Roger... But google says sqlite is supposed to be ACID compliant
(although maybe not "fully" as you indicate, I'm not sure about this)...

> PostgreSQL has a huge amount of code in it to try to deal with (or at
> least recognize) a level-3 failure, but nothing in the database engine
> can deal with level 1 or 4 issues.
>
> You'd have to actually test it. The easiest way is to get two
> computers, side by side, and run the database engine on one and a
> monitor on the other. To test some SSDs at work, I knocked together a
> little program that worked somewhat thus:
>
> * Connect to the database over TCP/IP (easy, as we were doing this
> with PostgreSQL)
> * Create a table with a number of rows with an ID and a counter,
> initialized to 0
> * Repeatedly, in parallel, perform a transaction:
> - Increment the counter on one of the rows (at random)
> - Increment a "possible" in-memory counter for that row
> - Commit the database transaction
> - Increment a "confirmed" in-memory counter for that row
> * When an error of "database seems to be down" is detected, wait for
> it to come up again, then query the table. The counters must all be at
> least their corresponding "possible" value and at most the
> "confirmed".

Ok, that doesn't sound to be so simple after all...
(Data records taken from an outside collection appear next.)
#[cfg(test)]
mod tests {
    use super::*;
    use crate::element::PenType;
    use crate::protocol::{ClientMessage, CursorPosition};
    use crate::sync::TransportEvent;
    use crate::sync::testing::MockTransport;
    use std::time::Duration;

    fn manager() -> (CollaborationManager<MockTransport>, MockTransport) {
        let transport = MockTransport::default();
        let mut manager =
            CollaborationManager::new("local-user", transport.clone(), SyncConfig::default());
        manager.connect("room-1").unwrap();
        transport.push(TransportEvent::Opened);
        manager.poll(Instant::now());
        (manager, transport)
    }

    fn rect(x: f64, y: f64, user: &str) -> DrawingElement {
        DrawingElement::new(
            ElementKind::Rectangle,
            vec![Point::new(x, y), Point::new(x + 50.0, y + 50.0)],
            user,
        )
    }

    #[test]
    fn test_drag_emits_one_update_per_selected_element() {
        let (mut manager, transport) = manager();
        manager.add_element(rect(0.0, 0.0, "local-user")).unwrap();
        manager.add_element(rect(100.0, 0.0, "local-user")).unwrap();
        let ids: Vec<ElementId> = manager.document().elements().iter().map(|e| e.id.clone()).collect();
        manager.select(&ids, false);

        manager.pointer_down(Point::new(5.0, 5.0), false);
        assert_eq!(manager.document().selected_ids().len(), 2);
        assert!(manager.document().is_dragging());
        manager.pointer_move(Point::new(30.0, 30.0));
        manager.pointer_up();

        let updates: Vec<DrawingElement> = transport
            .sent_messages()
            .into_iter()
            .filter_map(|m| match m {
                ClientMessage::ElementUpdated(element) => Some(element),
                _ => None,
            })
            .collect();
        assert_eq!(updates.len(), 2);
        assert_eq!(updates[0].points[0], Point::new(25.0, 25.0));
        assert_eq!(updates[1].points[0], Point::new(125.0, 25.0));
    }

    #[test]
    fn test_offline_edits_stay_local() {
        let transport = MockTransport::default();
        let mut manager =
            CollaborationManager::new("local-user", transport.clone(), SyncConfig::default());
        manager.add_element(rect(0.0, 0.0, "local-user")).unwrap();
        assert_eq!(manager.document().len(), 1);
        assert!(transport.state.borrow().sent.is_empty());
        assert!(manager.send_chat("hello").is_none());
    }

    #[test]
    fn test_invalid_element_is_rejected() {
        let (mut manager, transport) = manager();
        let mut element = rect(0.0, 0.0, "local-user");
        element.points.truncate(1);
        assert!(manager.add_element(element).is_err());
        assert!(manager.document().is_empty());
        assert!(transport.state.borrow().sent.is_empty());
    }

    #[test]
    fn test_inbound_events_update_state() {
        let (mut manager, transport) = manager();
        let remote = rect(10.0, 10.0, "peer");
        transport.push_server(&ServerMessage::ElementsBatch(vec![remote.clone()]));
        transport.push_server(&ServerMessage::UserJoined(User::new("peer", "User peer", "#4ECDC4")));
        transport.push_server(&ServerMessage::UserCursor(CursorPosition {
            user_id: "peer".to_string(),
            cursor: Point::new(7.0, 8.0),
        }));
        transport.push_server(&ServerMessage::ElementCreated(rect(300.0, 300.0, "peer")));
        manager.poll(Instant::now());

        assert_eq!(manager.document().len(), 2);
        assert!(manager.document().can_undo());
        assert_eq!(
            manager.presence().get("peer").unwrap().cursor,
            Some(Point::new(7.0, 8.0))
        );

        transport.push_server(&ServerMessage::ElementDeleted(remote.id.clone()));
        transport.push_server(&ServerMessage::UserLeft("peer".to_string()));
        manager.poll(Instant::now());
        assert_eq!(manager.document().len(), 1);
        assert!(manager.presence().is_empty());
    }

    #[test]
    fn test_chat_unread_counter() {
        let (mut manager, transport) = manager();
        let peer = User::new("peer", "User peer", "#4ECDC4");
        transport.push_server(&ServerMessage::ChatMessage(ChatMessage::new(&peer, "hi")));
        transport.push_server(&ServerMessage::ChatMessage(ChatMessage::new(manager.user(), "mine")));
        manager.poll(Instant::now());
        assert_eq!(manager.chat().len(), 2);
        assert_eq!(manager.unread_count(), 1);

        manager.set_chat_open(true);
        assert_eq!(manager.unread_count(), 0);
    }

    #[test]
    fn test_send_chat_trims_and_emits() {
        let (mut manager, transport) = manager();
        assert!(manager.send_chat("   ").is_none());
        let sent = manager.send_chat("  hello  ").unwrap();
        assert_eq!(sent.message, "hello");
        assert_eq!(transport.sent_messages(), vec![ClientMessage::ChatMessage(sent)]);
        // Not appended until the server echoes it.
        assert!(manager.chat().is_empty());
    }

    #[test]
    fn test_laser_stroke_expires_without_history() {
        let (mut manager, transport) = manager();
        manager.set_tool(ToolKind::Pen);
        manager.tools_mut().style.pen_type = PenType::Laser;
        manager.pointer_down(Point::new(0.0, 0.0), false);
        manager.pointer_move(Point::new(20.0, 20.0));
        let id = manager.pointer_up().unwrap();
        assert!(manager.document().get(&id).unwrap().is_temporary);
        let depth = manager.document().history().past().len();

        manager.poll(Instant::now() + Duration::from_secs(3));
        assert!(manager.document().get(&id).is_none());
        assert_eq!(manager.document().history().past().len(), depth);
        assert!(
            !transport
                .sent_messages()
                .iter()
                .any(|m| matches!(m, ClientMessage::ElementDeleted(_)))
        );
    }

    #[test]
    fn test_eraser_emits_deletions() {
        let (mut manager, transport) = manager();
        manager.add_element(rect(0.0, 0.0, "local-user")).unwrap();
        manager.add_element(rect(400.0, 400.0, "local-user")).unwrap();
        manager.set_tool(ToolKind::Eraser);

        manager.pointer_down(Point::new(425.0, 425.0), false);
        manager.pointer_move(Point::new(25.0, 25.0));
        assert!(manager.pointer_up().is_none());

        assert!(manager.document().is_empty());
        let deletes = transport
            .sent_messages()
            .into_iter()
            .filter(|m| matches!(m, ClientMessage::ElementDeleted(_)))
            .count();
        assert_eq!(deletes, 2);
    }

    #[test]
    fn test_blank_text_is_removed_when_editing_ends() {
        let (mut manager, transport) = manager();
        manager.set_tool(ToolKind::Text);
        manager.pointer_down(Point::new(100.0, 100.0), false);
        let id = manager.document().editing_text().unwrap().to_string();

        manager.set_tool(ToolKind::Select);
        assert!(manager.document().get(&id).is_none());
        assert_eq!(
            transport.sent_messages().last(),
            Some(&ClientMessage::ElementDeleted(id))
        );
    }

    #[test]
    fn test_written_text_survives() {
        let (mut manager, _transport) = manager();
        manager.set_tool(ToolKind::Text);
        manager.pointer_down(Point::new(100.0, 100.0), false);
        let id = manager.document().editing_text().unwrap().to_string();
        let depth = manager.document().history().past().len();

        assert!(manager.update_text(&id, "hello"));
        assert_eq!(manager.document().history().past().len(), depth);
        assert!(manager.end_text_edit().is_none());
        assert_eq!(manager.document().get(&id).unwrap().text().unwrap().text, "hello");
    }

    #[test]
    fn test_undo_is_not_broadcast() {
        let (mut manager, transport) = manager();
        manager.add_element(rect(0.0, 0.0, "local-user")).unwrap();
        let sent = transport.state.borrow().sent.len();
        assert!(manager.undo());
        assert!(manager.redo());
        assert_eq!(transport.state.borrow().sent.len(), sent);
    }
}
> With that running, I simply pulled the plug on the database computer.
> With a properly-configured hard disk, every one of the counters was
> within its correct range. With a lying SSD, though, they could be
> anywhere from "pretty close" (with a low workload - simulated by
> having only a single thread doing transactions and having it sleep for
> a few ms each iteration) to "pretty appalling" (with a bunch of
> threads spinning tightly, keeping the workload high). Once the SSD
> starts doing major write reordering, its throughput soars, but at the
> cost of trustworthiness.

Ok, it would be nice to hear/read the opinion from another in here
who've been working (a lot?) with sqlite...

>> Next question: Is it something I should worry about in my own programs (I'm
>> not sure, I'm an SQL noob)... ?
>
> Yes, it most certainly is. If you have any data that you care about,
> put together some kind of test that will allow you to literally pull
> the plug on the database, while still knowing whether or not your
> transaction was completed (so you'll most likely need some kind of
> "possible" / "confirmed" counter pair as I used above).
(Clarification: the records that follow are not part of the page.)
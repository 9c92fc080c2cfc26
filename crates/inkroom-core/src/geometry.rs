//! Hit testing and geometric helpers.

use crate::element::{DrawingElement, ElementKind};
use kurbo::{Point, Rect};
use serde::{Deserialize, Serialize};

/// Smallest tolerance used for pointer hit tests, in canvas units.
pub const MIN_HIT_TOLERANCE: f64 = 10.0;

/// Approximate glyph advance as a fraction of the font size.
pub const TEXT_WIDTH_FACTOR: f64 = 0.6;

/// Pressure assumed when the input device reports none.
pub const DEFAULT_PRESSURE: f64 = 0.5;

/// Default eraser diameter.
pub const DEFAULT_ERASER_SIZE: f64 = 10.0;

/// Drawable area of the canvas.
#[derive(Debug, Clone, Copy, PartialEq, Serialize, Deserialize)]
pub struct CanvasBounds {
    pub width: f64,
    pub height: f64,
}

impl Default for CanvasBounds {
    fn default() -> Self {
        Self {
            width: 3000.0,
            height: 3000.0,
        }
    }
}

impl CanvasBounds {
    /// Inclusive containment test.
    pub fn contains(&self, point: Point) -> bool {
        point.x >= 0.0 && point.x <= self.width && point.y >= 0.0 && point.y <= self.height
    }
}

/// Whether a drag released at `point` should be committed.
pub fn is_valid_drop_zone(point: Point, bounds: CanvasBounds) -> bool {
    bounds.contains(point)
}

/// Distance from a point to a line segment.
pub fn point_to_segment_dist(point: Point, a: Point, b: Point) -> f64 {
    let ab = b - a;
    let ap = point - a;
    let len_sq = ab.hypot2();

    if len_sq < f64::EPSILON {
        return ap.hypot();
    }

    let t = (ap.dot(ab) / len_sq).clamp(0.0, 1.0);
    let projection = a + ab * t;
    (point - projection).hypot()
}

/// Distance from a point to the nearest segment of a polyline.
///
/// Returns `f64::INFINITY` for polylines with fewer than two points.
pub fn point_to_polyline_dist(point: Point, points: &[Point]) -> f64 {
    points
        .windows(2)
        .map(|w| point_to_segment_dist(point, w[0], w[1]))
        .fold(f64::INFINITY, f64::min)
}

/// Axis-aligned bounds of a set of points.
pub fn bounding_box(points: &[Point]) -> Option<Rect> {
    let first = points.first()?;
    let rect = points
        .iter()
        .skip(1)
        .fold(Rect::from_points(*first, *first), |rect, p| rect.union_pt(*p));
    Some(rect)
}

/// Tolerance used when selecting an element with the pointer.
pub fn default_tolerance(stroke_width: f64) -> f64 {
    stroke_width.max(MIN_HIT_TOLERANCE)
}

/// Tolerance of an eraser sample for the given diameter and pressure.
pub fn eraser_tolerance(eraser_size: f64, pressure: Option<f64>) -> f64 {
    let pressure = pressure.unwrap_or(DEFAULT_PRESSURE);
    eraser_size * (0.8 + pressure * 0.4) / 2.0
}

fn within_inflated(rect: Rect, point: Point, tolerance: f64) -> bool {
    point.x >= rect.x0 - tolerance
        && point.x <= rect.x1 + tolerance
        && point.y >= rect.y0 - tolerance
        && point.y <= rect.y1 + tolerance
}

/// Whether `point` lies within `tolerance` of `element`.
///
/// Outlined circles are hit only near their ring. Filled shapes (rectangle
/// and the polygon family, approximated by their bounds) are hit anywhere in
/// their inflated box.
pub fn hit_test(element: &DrawingElement, point: Point, tolerance: f64) -> bool {
    let points = &element.points;
    if points.is_empty() {
        return false;
    }

    match &element.kind {
        ElementKind::Pen { .. }
        | ElementKind::Pencil { .. }
        | ElementKind::Brush { .. }
        | ElementKind::Eraser { .. } => point_to_polyline_dist(point, points) <= tolerance,
        ElementKind::Rectangle => {
            points.len() >= 2
                && within_inflated(Rect::from_points(points[0], points[1]), point, tolerance)
        }
        ElementKind::Circle => {
            if points.len() < 2 {
                return false;
            }
            let center = points[0];
            let radius = (points[1] - center).hypot();
            let dist = (point - center).hypot();
            (dist - radius).abs() <= tolerance
        }
        ElementKind::Line | ElementKind::Arrow => {
            points.len() >= 2 && point_to_segment_dist(point, points[0], points[1]) <= tolerance
        }
        ElementKind::Triangle
        | ElementKind::Diamond
        | ElementKind::Star
        | ElementKind::Heart
        | ElementKind::Hexagon => bounding_box(points)
            .is_some_and(|rect| within_inflated(rect, point, tolerance)),
        ElementKind::Text(style) => {
            if style.text.is_empty() {
                return false;
            }
            let anchor = points[0];
            let width = style.text.chars().count() as f64 * style.font_size * TEXT_WIDTH_FACTOR;
            let rect = Rect::new(anchor.x, anchor.y - style.font_size, anchor.x + width, anchor.y);
            within_inflated(rect, point, tolerance)
        }
    }
}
I'm not so rich, so I prefer to go for a free database solution rather
than an expensive license... I've heard good things about oracle and
that's also what they used at my previous company, but it's not
something I am willing to pay for, from my private/own money for my
sparetime-projects...

Maybe what you've written explains why somebody got corrupted firefox
sqlite files... I'll just practice a bit more and remember your advice
about testing - at least for "important" projects, I'll remember how you
tested this with pulling out the plug and monitoring the data...


Walter Hurry

unread,
Apr 13, 2013, 10:56:49 AM4/13/13
to
On Sat, 13 Apr 2013 16:39:12 +0200, someone wrote:

> I'm not so rich, so I prefer to go for a free database solution rather
> than an expensive license
(<paraphrasing> but I do care about ACID compliance)

Sounds to me that PostgreSQL is your man, then.

Chris Angelico

unread,
Apr 13, 2013, 12:15:55 PM4/13/13
to pytho...@python.org
On Sun, Apr 14, 2013 at 12:39 AM, someone <news...@gmail.com> wrote:
> On 04/13/2013 04:03 PM, Chris Angelico wrote:
>> Failure at any level means the overall system is not ACID compliant.
>
> Roger... But google says sqlite is supposed to be ACID compliant (although
> maybe not "fully" as you indicate, I'm not sure about this)...

What your Google hits are telling you is that sqlite can (if
configured correctly) pass level 2. But it doesn't guarantee anything
about the other levels, so it's easy to have an, uhh, ACID leak.

>> You'd have to actually test it. The easiest way is to get two
>> computers, side by side, and run the database engine on one and a
>> monitor on the other.
>
> Ok, that doesn't sound to be so simple after all...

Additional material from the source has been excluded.